##### AVAILABLE DATA #####

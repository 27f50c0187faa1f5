use anyhow::{Context, Result, bail};

use reagent_forge::io::read_catalog;
use reagent_forge::{Batch, Catalog, Coordinator, ForgeConfig, Registries, WaveReport};

use crate::cli::CatalogOptions;
use crate::display::Progress;
use crate::io::{is_stdin, open_input, read_text, resolve_format, stdin_is_tty};
use crate::util::text::plural;

pub struct WaveOutcome {
    pub coordinator: Coordinator,
    pub report: WaveReport,
}

/// Reads the catalog, registers it and waits for compilation. Takes three
/// progress steps.
pub fn run_wave(opts: &CatalogOptions, progress: &mut Progress) -> Result<WaveOutcome> {
    progress.step("Reading catalog");
    let (catalog, source) = read_input_catalog(opts)?;
    let config = build_forge_config(opts)?;
    progress.complete_step(
        "Reading catalog",
        &[
            format!("Source: {source}"),
            format!(
                "{}, {}",
                plural(catalog.compounds.len(), "compound"),
                plural(catalog.formulas.len(), "formula")
            ),
        ],
    );

    progress.step("Registering definitions");
    let coordinator = Coordinator::new(Registries::new(), &config)
        .context("Failed to set up the load coordinator")?;
    let handle = coordinator
        .submit(Batch::from(catalog))
        .context("Failed to start load wave")?;
    progress.complete_step(
        "Registering definitions",
        &[
            format!("Batch {}", handle.batch()),
            format!("Namespace '{}'", config.namespace),
        ],
    );

    progress.step("Compiling stations");
    let report = handle.wait().context("Station compilation failed")?;
    progress.complete_step(
        "Compiling stations",
        &[
            format!(
                "{} on {}",
                plural(report.stations(), "station"),
                plural(config.worker_threads.max(1), "worker")
            ),
            plural(report.recipes(), "recipe"),
        ],
    );

    Ok(WaveOutcome {
        coordinator,
        report,
    })
}

fn read_input_catalog(opts: &CatalogOptions) -> Result<(Catalog, String)> {
    let Some(path) = opts.catalog.as_deref() else {
        return Ok((Catalog::embedded().clone(), "embedded default".to_string()));
    };

    if is_stdin(path) {
        if opts.infmt.is_none() {
            bail!("Reading a catalog from stdin requires --infmt.");
        }
        if stdin_is_tty() {
            bail!(
                "Catalog '-' given but stdin is a terminal.\n\nUsage: rforge compile -i <CATALOG> or pipe data via stdin."
            );
        }
    }

    let format = resolve_format(path, opts.infmt.map(Into::into))?;
    let reader = open_input(path)?;
    let catalog = read_catalog(reader, format)
        .with_context(|| format!("Failed to read catalog {}", path.display()))?;
    Ok((catalog, format!("{} ({format})", path.display())))
}

fn build_forge_config(opts: &CatalogOptions) -> Result<ForgeConfig> {
    let translations = opts.names.as_deref().map(read_text).transpose()?;
    Ok(ForgeConfig {
        namespace: opts.namespace.clone(),
        worker_threads: opts.workers,
        catalog: None,
        translations,
    })
}
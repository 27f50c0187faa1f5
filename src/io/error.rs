use super::Format;
use thiserror::Error;

#[derive(Debug, Error)]
pub enum Error {
    #[error("I/O operation failed: {source}")]
    Io {
        #[from]
        source: std::io::Error,
    },

    #[error("failed to parse {format} data: {details}")]
    Parse { format: Format, details: String },

    #[error("failed to serialize {format} data: {details}")]
    Serialize { format: Format, details: String },

    #[error("cannot infer a format from '{0}'; expected a .toml or .json file")]
    UnknownFormat(String),
}

impl Error {
    pub fn parse(format: Format, details: impl Into<String>) -> Self {
        Self::Parse {
            format,
            details: details.into(),
        }
    }

    pub fn serialize(format: Format, details: impl Into<String>) -> Self {
        Self::Serialize {
            format,
            details: details.into(),
        }
    }
}
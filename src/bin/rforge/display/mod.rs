mod banner;
mod error;
mod progress;
mod tables;

pub use banner::{banner_for_help, print_banner};
pub use error::print_error;
pub use progress::Progress;
pub use tables::{
    BalanceRow, print_balance_table, print_rejections, print_station_table, print_wave_summary,
};

#[derive(Debug, Clone, Copy)]
pub struct Context {
    pub interactive: bool,
}

impl Context {
    pub fn detect() -> Self {
        Self {
            interactive: crate::io::stderr_is_tty(),
        }
    }

    pub fn with_quiet(self, quiet: bool) -> Self {
        if quiet {
            Self { interactive: false }
        } else {
            self
        }
    }
}
pub mod text;
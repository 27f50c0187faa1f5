//! A chemical state and reaction subsystem: compounds held in physical
//! containers, declarative reaction formulas, and the reaction stations
//! compiled from them.
//!
//! # Features
//!
//! - **Container model** — A container expresses its contents either as an
//!   absolute mass or as a bounded percentage, selected by phase; invariant
//!   violations are rejected, never clamped
//! - **Registries** — Append-only compound and formula registries with a
//!   load lifecycle and referential integrity checks
//! - **Station compilation** — One station per compound, every formula attached
//!   as a recipe to the station of each output, published atomically
//! - **Load waves** — Registration on the caller, compilation on a bounded
//!   worker pool, strictly after all formulas of the wave are registered
//!
//! # Quick Start
//!
//! ```
//! use reagent_forge::{Batch, Coordinator, ForgeConfig, Formula, Reagent, Registries};
//!
//! let coordinator = Coordinator::new(Registries::new(), &ForgeConfig::default())?;
//!
//! let batch = Batch::new()
//!     .compound("H2O", "Water", "H2O")
//!     .compound("NaCl", "Sodium Chloride", "NaCl")
//!     .compound("Brine", "Brine", "H2ONaCl")
//!     .formula(Formula::new(
//!         "brine",
//!         vec![Reagent::new("H2O", 1.0), Reagent::new("NaCl", 1.0)],
//!         vec![Reagent::new("Brine", 1.0)],
//!     ));
//!
//! let report = coordinator.submit(batch)?.wait()?;
//!
//! assert_eq!(report.stations(), 3);
//! let brine = report.table.get("Brine").unwrap();
//! assert_eq!(brine.id(), "solution_Brine");
//! assert_eq!(brine.recipes().len(), 1);
//! assert!(report.table.get("H2O").unwrap().recipes().is_empty());
//! # Ok::<(), reagent_forge::ForgeError>(())
//! ```
//!
//! # Module Organization
//!
//! - [`model`] — Elements, compositions, compounds, formulas, containers, stations
//! - [`registry`] — Compound, formula and station registries
//! - [`io`] — Catalog reading and station table output (TOML, JSON)
//! - [`Coordinator`] — Load waves and background compilation
//! - [`ForgeConfig`] — Namespace, worker pool size, custom catalog and names

mod forge;

pub mod io;
pub mod model;
pub mod registry;

pub use model::composition::{Composition, ParseCompositionError};
pub use model::compound::{Compound, CompoundDef};
pub use model::container::{
    ContainerError, ContainerState, ContainerType, ContainmentMode, MassContainer,
    PercentageContainer, PhysicalState, SealStatus,
};
pub use model::formula::{Balance, Formula, Reagent};
pub use model::station::{ReactionError, ReactionStation, Recipe, StationDisplay};
pub use model::types::{Element, ParseElementError};

pub use registry::{
    CompoundRegistry, EntryKind, FormulaRegistry, LoadSummary, Registries, StationLookup,
    StationTable, Stations,
};

pub use forge::{
    Batch, Catalog, Coordinator, DEFAULT_NAMESPACE, ForgeConfig, TaskClass, TranslationTable,
    Translator, WaveHandle, WaveReport, WorkerPool, compile,
};

pub use forge::Error as ForgeError;
pub use registry::Error as RegistryError;
use std::sync::Arc;

use indexmap::IndexMap;
use indexmap::map::Entry;

use super::error::Error;
use super::translate::Translator;
use crate::model::compound::Compound;
use crate::model::formula::Formula;
use crate::model::station::{ReactionStation, Recipe};
use crate::registry::{Registries, StationTable};

/// Builds a station table from the current registry contents and publishes
/// it. On failure the previously published table stays in place.
///
/// Passes over the same registries are serialized.
pub fn compile(
    registries: &Registries,
    namespace: &str,
    translator: &dyn Translator,
) -> Result<Arc<StationTable>, Error> {
    let _pass = registries.stations.compile_guard();

    // Formulas first: every output of a registered formula was a registered
    // compound before it, and compounds are never removed.
    let formulas = registries.formulas.snapshot();
    let compounds = registries.compounds.snapshot();

    match build_table(&compounds, &formulas, namespace, translator) {
        Ok(table) => {
            tracing::info!(
                namespace,
                stations = table.len(),
                recipes = table.recipe_count(),
                "published station table"
            );
            Ok(registries.stations.publish(table))
        }
        Err(e) => {
            tracing::error!(namespace, error = %e, "station compilation failed");
            Err(e)
        }
    }
}

/// One station per compound, then one recipe per (formula, output) pair.
pub(crate) fn build_table(
    compounds: &[Arc<Compound>],
    formulas: &[Arc<Formula>],
    namespace: &str,
    translator: &dyn Translator,
) -> Result<StationTable, Error> {
    let mut staging: IndexMap<String, ReactionStation> = IndexMap::with_capacity(compounds.len());

    for compound in compounds {
        match staging.entry(compound.key().to_string()) {
            Entry::Occupied(_) => return Err(Error::station_collision(compound.key())),
            Entry::Vacant(slot) => {
                let title = translator.translate(compound);
                slot.insert(ReactionStation::new(namespace, Arc::clone(compound), title));
            }
        }
    }

    for formula in formulas {
        for output in &formula.outputs {
            let station = staging
                .get_mut(&output.compound)
                .ok_or_else(|| Error::missing_station(&formula.id, &output.compound))?;
            station.push_recipe(Recipe::new(Arc::clone(formula)));
        }
    }

    Ok(StationTable::new(namespace, staging.into_values().collect()))
}
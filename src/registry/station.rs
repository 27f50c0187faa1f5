use std::sync::Arc;
use std::sync::atomic::{AtomicBool, Ordering};

use arc_swap::ArcSwapOption;
use indexmap::IndexMap;
use parking_lot::{Mutex, MutexGuard};

use crate::model::station::ReactionStation;

/// One compiled set of reaction stations, keyed by compound key in compound
/// registration order. Immutable once published.
#[derive(Debug, Clone, Default)]
pub struct StationTable {
    namespace: String,
    stations: IndexMap<String, Arc<ReactionStation>>,
}

impl StationTable {
    pub(crate) fn new(namespace: impl Into<String>, stations: Vec<ReactionStation>) -> Self {
        Self {
            namespace: namespace.into(),
            stations: stations
                .into_iter()
                .map(|s| (s.compound().key().to_string(), Arc::new(s)))
                .collect(),
        }
    }

    pub fn namespace(&self) -> &str {
        &self.namespace
    }

    /// The station exposing `compound_key`.
    pub fn get(&self, compound_key: &str) -> Option<&Arc<ReactionStation>> {
        self.stations.get(compound_key)
    }

    /// The station with the given station id (`"<namespace>_<key>"`).
    pub fn by_id(&self, station_id: &str) -> Option<&Arc<ReactionStation>> {
        let key = station_id
            .strip_prefix(self.namespace.as_str())?
            .strip_prefix('_')?;
        self.get(key).filter(|s| s.id() == station_id)
    }

    pub fn iter(&self) -> impl Iterator<Item = &Arc<ReactionStation>> {
        self.stations.values()
    }

    #[inline]
    pub fn len(&self) -> usize {
        self.stations.len()
    }

    #[inline]
    pub fn is_empty(&self) -> bool {
        self.stations.is_empty()
    }

    /// Total recipes across all stations.
    pub fn recipe_count(&self) -> usize {
        self.stations.values().map(|s| s.recipes().len()).sum()
    }
}

/// Result of looking a station up while loading may still be in progress.
#[derive(Debug, Clone)]
pub enum StationLookup {
    Ready(Arc<ReactionStation>),
    /// No table has been published yet or a load wave is running; the
    /// station may still appear.
    Pending,
    /// The published table is settled and has no station for the compound.
    Absent,
}

impl StationLookup {
    pub fn ready(self) -> Option<Arc<ReactionStation>> {
        match self {
            StationLookup::Ready(station) => Some(station),
            _ => None,
        }
    }
}

/// Published station table shared between the compiler and its readers.
///
/// Readers never block: each read sees one complete table. Compilation
/// publishes a new table with [`Stations::publish`] only after it finished.
///
/// The loading flag doubles as the single-flight marker for load waves, so
/// every coordinator over the same registries shares it. Compile passes are
/// serialized by [`Stations::compile_guard`].
#[derive(Debug, Default)]
pub struct Stations {
    table: ArcSwapOption<StationTable>,
    loading: AtomicBool,
    compile: Mutex<()>,
}

impl Stations {
    pub fn new() -> Self {
        Self::default()
    }

    /// The current table, if any compilation has completed.
    pub fn current(&self) -> Option<Arc<StationTable>> {
        self.table.load_full()
    }

    pub fn lookup(&self, compound_key: &str) -> StationLookup {
        let table = self.table.load();
        match table.as_ref().and_then(|t| t.get(compound_key)) {
            Some(station) => StationLookup::Ready(Arc::clone(station)),
            None if table.is_none() || self.is_loading() => StationLookup::Pending,
            None => StationLookup::Absent,
        }
    }

    /// `true` while a load wave is between registration and publication.
    pub fn is_loading(&self) -> bool {
        self.loading.load(Ordering::Acquire)
    }

    /// Marks a wave as loading. Returns `false` if one already is.
    pub(crate) fn begin_loading(&self) -> bool {
        self.loading
            .compare_exchange(false, true, Ordering::AcqRel, Ordering::Acquire)
            .is_ok()
    }

    pub(crate) fn finish_loading(&self) {
        self.loading.store(false, Ordering::Release);
    }

    pub(crate) fn compile_guard(&self) -> MutexGuard<'_, ()> {
        self.compile.lock()
    }

    pub(crate) fn publish(&self, table: StationTable) -> Arc<StationTable> {
        let table = Arc::new(table);
        self.table.store(Some(Arc::clone(&table)));
        table
    }
}

#[cfg(test)]
mod tests {
    use super::*;
    use crate::model::compound::Compound;

    fn station(key: &str) -> ReactionStation {
        let compound = Arc::new(Compound::new(key, key, "H2O").unwrap());
        ReactionStation::new("solution", compound, key.to_string())
    }

    #[test]
    fn lookup_is_pending_before_first_publish() {
        let stations = Stations::new();
        assert!(matches!(stations.lookup("H2O"), StationLookup::Pending));
        assert!(stations.current().is_none());
    }

    #[test]
    fn lookup_distinguishes_absent_from_pending() {
        let stations = Stations::new();
        stations.publish(StationTable::new("solution", vec![station("H2O")]));

        assert_eq!(
            stations.lookup("H2O").ready().map(|s| s.id().to_string()),
            Some("solution_H2O".to_string())
        );
        assert!(matches!(stations.lookup("NaCl"), StationLookup::Absent));

        assert!(stations.begin_loading());
        assert!(matches!(stations.lookup("NaCl"), StationLookup::Pending));
        assert!(matches!(stations.lookup("H2O"), StationLookup::Ready(_)));
    }

    #[test]
    fn only_one_wave_may_be_loading() {
        let stations = Stations::new();
        assert!(stations.begin_loading());
        assert!(!stations.begin_loading());
        assert!(stations.is_loading());

        stations.finish_loading();
        assert!(!stations.is_loading());
        assert!(stations.begin_loading());
    }

    #[test]
    fn by_id_strips_namespace() {
        let table = StationTable::new("solution", vec![station("H2O"), station("NaCl")]);
        assert_eq!(table.by_id("solution_NaCl").unwrap().compound().key(), "NaCl");
        assert!(table.by_id("other_NaCl").is_none());
        assert!(table.by_id("solutionNaCl").is_none());
        assert_eq!(table.len(), 2);
        assert_eq!(table.recipe_count(), 0);
    }
}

#####

# [EXERCISE]
Only one stretch of the records above is wanted: the lines between the one holding "filename src/registry/station.rs" and the one holding "key in compound", inclusive, reproduced exactly.

# [WRITTEN ANSWER]
filename src/registry/station.rs
repository 27f50c0187faa1f5
use std::sync::Arc;
use std::sync::atomic::{AtomicBool, Ordering};

use arc_swap::ArcSwapOption;
use indexmap::IndexMap;
use parking_lot::{Mutex, MutexGuard};

use crate::model::station::ReactionStation;

/// One compiled set of reaction stations, keyed by compound key in compound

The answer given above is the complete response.